For this writer the term “electroacoustic” indicates that one should approach such a work with caution. Indeed the success of the integration of electronics and acoustic instruments varies a great deal. Perhaps the best known of such efforts are the pioneering “Synchronisms” of Mario Davidovsky in which various instruments are paired with an electronic track. And these days one must ask if the electronics interacts with or alters the sound of the acoustic instrument or if it exists in parallel. Electroacoustic music has been and remains a huge compositional challenge and no small challenge for the listener.
In the case of Fung’s piece the electronics exist in parallel but carefully synchronized (the soloist does listen to a click track) to the cello score. No alteration of the cello’s sound is done by anyone other than the cellist. So we are then hearing basically a duo between two musical streams, one live, the other on a digital stream of largely concrete sounds and, at one point, a drum kit.
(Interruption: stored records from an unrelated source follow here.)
use crate::error::{ServerError, ServerResult};
use crate::state::ServerState;
use axum::extract::State;
use axum::http::{header, StatusCode};
use axum::response::IntoResponse;
use axum::Json;
use serde_json::json;
use std::sync::Arc;
use std::time::SystemTime;

/// Global server start time for uptime calculation
static SERVER_START_TIME: once_cell::sync::Lazy<SystemTime> =
    once_cell::sync::Lazy::new(SystemTime::now);

fn uptime_seconds() -> u64 {
    SERVER_START_TIME
        .elapsed()
        .map(|d| d.as_secs())
        .unwrap_or(0)
}

/// Liveness: 200 while the process serves requests.
pub async fn health_check() -> impl IntoResponse {
    Json(json!({
        "status": "healthy",
        "service": "bizsearch-server",
        "timestamp": chrono::Utc::now().to_rfc3339(),
        "uptime_seconds": uptime_seconds(),
    }))
}

/// Readiness: 200 when the catalog answers a count, 503 otherwise.
pub async fn readiness_check(State(state): State<Arc<ServerState>>) -> impl IntoResponse {
    let backend = state.config.search.catalog.backend.as_str();
    match state.catalog.count().await {
        Ok(records) => (
            StatusCode::OK,
            Json(json!({
                "status": "ready",
                "service": "bizsearch-server",
                "timestamp": chrono::Utc::now().to_rfc3339(),
                "uptime_seconds": uptime_seconds(),
                "components": {
                    "api": "ready",
                    "catalog": { "status": "ready", "backend": backend, "records": records },
                }
            })),
        ),
        Err(err) => {
            tracing::warn!(error = %err, "readiness probe failed");
            (
                StatusCode::SERVICE_UNAVAILABLE,
                Json(json!({
                    "status": "unavailable",
                    "service": "bizsearch-server",
                    "timestamp": chrono::Utc::now().to_rfc3339(),
                    "error": err.to_string(),
                    "components": {
                        "api": "ready",
                        "catalog": { "status": "unavailable", "backend": backend },
                    }
                })),
            )
        }
    }
}

/// Prometheus exposition
pub async fn metrics(State(state): State<Arc<ServerState>>) -> ServerResult<impl IntoResponse> {
    let handle = state.metrics.as_ref().ok_or(ServerError::NotFound)?;
    Ok((
        [(header::CONTENT_TYPE, "text/plain; version=0.0.4")],
        handle.render(),
    ))
}
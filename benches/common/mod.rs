//! Shared fixtures for bizsearch benchmarks.

#![allow(dead_code)]

use bizsearch::{CatalogConfig, CompanyRecord, CompressionCodec, CompressionConfig, IndexedCatalog};

const PREFIXES: &[&str] = &[
    "Acme", "Globex", "Initech", "Umbrella", "Stark", "Wayne", "Cyberdyne", "Tyrell", "Soylent",
    "Hooli", "Vandelay", "Wonka",
];

const SUFFIXES: &[&str] = &[
    "Corp", "Industries", "Holdings", "Labs", "Software", "Logistics", "Foods", "Partners",
    "Systems", "Consulting",
];

/// Deterministic synthetic company names.
pub fn company_records(count: usize) -> Vec<CompanyRecord> {
    (0..count)
        .map(|i| {
            let prefix = PREFIXES[i % PREFIXES.len()];
            let suffix = SUFFIXES[(i / PREFIXES.len()) % SUFFIXES.len()];
            let name = format!("{prefix} {suffix} {i}");
            let website = (i % 3 != 0).then(|| format!("{}{i}.com", prefix.to_lowercase()));
            CompanyRecord {
                name,
                website,
            }
        })
        .collect()
}

pub fn in_memory_catalog(count: usize) -> IndexedCatalog {
    IndexedCatalog::from_records(company_records(count)).expect("catalog should build")
}

pub fn compressed_catalog(count: usize) -> IndexedCatalog {
    let cfg = CatalogConfig::new()
        .with_compression(CompressionConfig::default().with_codec(CompressionCodec::Zstd));
    let catalog = IndexedCatalog::open(cfg).expect("catalog should open");
    catalog
        .insert(&company_records(count))
        .expect("insert should succeed");
    catalog
}
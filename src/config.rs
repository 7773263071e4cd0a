//! YAML configuration for the catalog and the ranking layer.
//!
//! ```yaml
//! version: "1.0"
//!
//! catalog:
//!   backend: redb            # memory | redb | postgres
//!   path: /var/lib/bizsearch/companies.redb
//!   seed_path: data/companies.json
//!   compression: zstd        # none | zstd
//!   full_text: true
//!
//! matcher:
//!   max_results: 20
//!   similarity_threshold: 0.3
//!   full_text: true
//! ```
//!
//! For `backend: postgres` set `database_url` (the server also falls back to
//! the `DATABASE_URL` environment variable).

use std::fs;
use std::path::{Path, PathBuf};

use catalog::CompressionCodec;
use matcher::MatchConfig;
use serde::{Deserialize, Serialize};
use thiserror::Error;

#[derive(Debug, Error)]
pub enum ConfigLoadError {
    #[error("failed to read config file: {0}")]
    FileRead(#[from] std::io::Error),

    #[error("failed to parse YAML: {0}")]
    YamlParse(#[from] serde_yaml::Error),

    #[error("validation error: {0}")]
    Validation(String),

    #[error("unsupported config version: {0}")]
    UnsupportedVersion(String),

    #[error("missing required field: {0}")]
    MissingField(String),
}

/// Top-level search configuration.
#[derive(Debug, Clone, Serialize, Deserialize, PartialEq)]
pub struct SearchConfig {
    #[serde(default = "default_version")]
    pub version: String,

    #[serde(default)]
    pub catalog: CatalogSettings,

    #[serde(default)]
    pub matcher: MatchConfig,
}

impl SearchConfig {
    pub fn from_file<P: AsRef<Path>>(path: P) -> Result<Self, ConfigLoadError> {
        let content = fs::read_to_string(path)?;
        Self::from_yaml(&content)
    }

    pub fn from_yaml(yaml: &str) -> Result<Self, ConfigLoadError> {
        let config: SearchConfig = serde_yaml::from_str(yaml)?;
        config.validate()?;
        Ok(config)
    }

    pub fn validate(&self) -> Result<(), ConfigLoadError> {
        match self.version.as_str() {
            "1.0" | "1" => Ok(()),
            v => Err(ConfigLoadError::UnsupportedVersion(v.to_string())),
        }?;

        self.catalog.validate()?;
        self.matcher
            .validate()
            .map_err(|e| ConfigLoadError::Validation(e.to_string()))
    }
}

impl Default for SearchConfig {
    fn default() -> Self {
        Self {
            version: default_version(),
            catalog: CatalogSettings::default(),
            matcher: MatchConfig::default(),
        }
    }
}

#[derive(Debug, Clone, Copy, Default, Serialize, Deserialize, PartialEq, Eq)]
#[serde(rename_all = "lowercase")]
pub enum CatalogBackendKind {
    #[default]
    Memory,
    Redb,
    Postgres,
}

impl CatalogBackendKind {
    pub fn as_str(self) -> &'static str {
        match self {
            CatalogBackendKind::Memory => "memory",
            CatalogBackendKind::Redb => "redb",
            CatalogBackendKind::Postgres => "postgres",
        }
    }
}

/// Where company records come from.
#[derive(Debug, Clone, Serialize, Deserialize, PartialEq)]
pub struct CatalogSettings {
    #[serde(default)]
    pub backend: CatalogBackendKind,

    /// redb database file.
    #[serde(default)]
    pub path: Option<PathBuf>,

    /// PostgreSQL connection string.
    #[serde(default)]
    pub database_url: Option<String>,

    #[serde(default = "default_max_connections")]
    pub max_connections: u32,

    #[serde(default = "default_acquire_timeout_secs")]
    pub acquire_timeout_secs: u64,

    /// JSON array of records loaded when an embedded catalog starts empty.
    #[serde(default)]
    pub seed_path: Option<PathBuf>,

    #[serde(default)]
    pub compression: CompressionCodec,

    /// Build the embedded full-text index.
    #[serde(default = "true_value")]
    pub full_text: bool,
}

impl CatalogSettings {
    fn validate(&self) -> Result<(), ConfigLoadError> {
        match self.backend {
            CatalogBackendKind::Memory => Ok(()),
            CatalogBackendKind::Redb if self.path.is_none() => {
                Err(ConfigLoadError::MissingField("catalog.path".into()))
            }
            CatalogBackendKind::Redb => Ok(()),
            CatalogBackendKind::Postgres => {
                if self.database_url.as_deref().is_none_or(str::is_empty) {
                    return Err(ConfigLoadError::MissingField("catalog.database_url".into()));
                }
                if self.max_connections == 0 {
                    return Err(ConfigLoadError::Validation(
                        "catalog.max_connections must be greater than zero".into(),
                    ));
                }
                Ok(())
            }
        }
    }
}

impl Default for CatalogSettings {
    fn default() -> Self {
        Self {
            backend: CatalogBackendKind::default(),
            path: None,
            database_url: None,
            max_connections: default_max_connections(),
            acquire_timeout_secs: default_acquire_timeout_secs(),
            seed_path: None,
            compression: CompressionCodec::default(),
            full_text: true,
        }
    }
}

fn default_version() -> String {
    "1.0".to_string()
}

fn default_max_connections() -> u32 {
    5
}

fn default_acquire_timeout_secs() -> u64 {
    5
}

fn true_value() -> bool {
    true
}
Such technical issues can be tiring but the sound of the music was not. According to the composer the piece is in three parts. The cello and the electronics are both equally present in all. In fact the cello seems to be creating sounds that are analogous to the electronic sounds at times and the cellist is given a lot of large romantic sounding gestures which in many ways were not entirely different emotionally than the gestures of the Dvorak. Fung’s work seems, appropriately here in Silicon Valley, to be challenging the human vs. the machine, an increasingly intriguing dichotomy.
It was clearly a challenging piece for the cellist requiring a plethora of techniques and a great deal of virtuosity. Itzkoff handled his role with stern concentration and demonstrated a strong command of both his instrument and the score. He was rewarded with a standing ovation and two curtain calls for his efforts which he gratefully accepted. The program notes indicated that this was Fung’s first major foray into the use of electronics and one hopes not the last.Following intermission was the premiere performance of the work of another established citizen of American music. It was Judith Shatin‘s Ice Becomes Water (2018) commissioned by Barbara Day Turner and the San Jose Chamber Orchestra and is dedicated to them. Shatin is a sound artist as well as a composer meaning that she has mastered the incorporation of a variety of sounds into her compositional palette. In this case she utilized sound samples gathered by glaciologist Oscar Glowacki.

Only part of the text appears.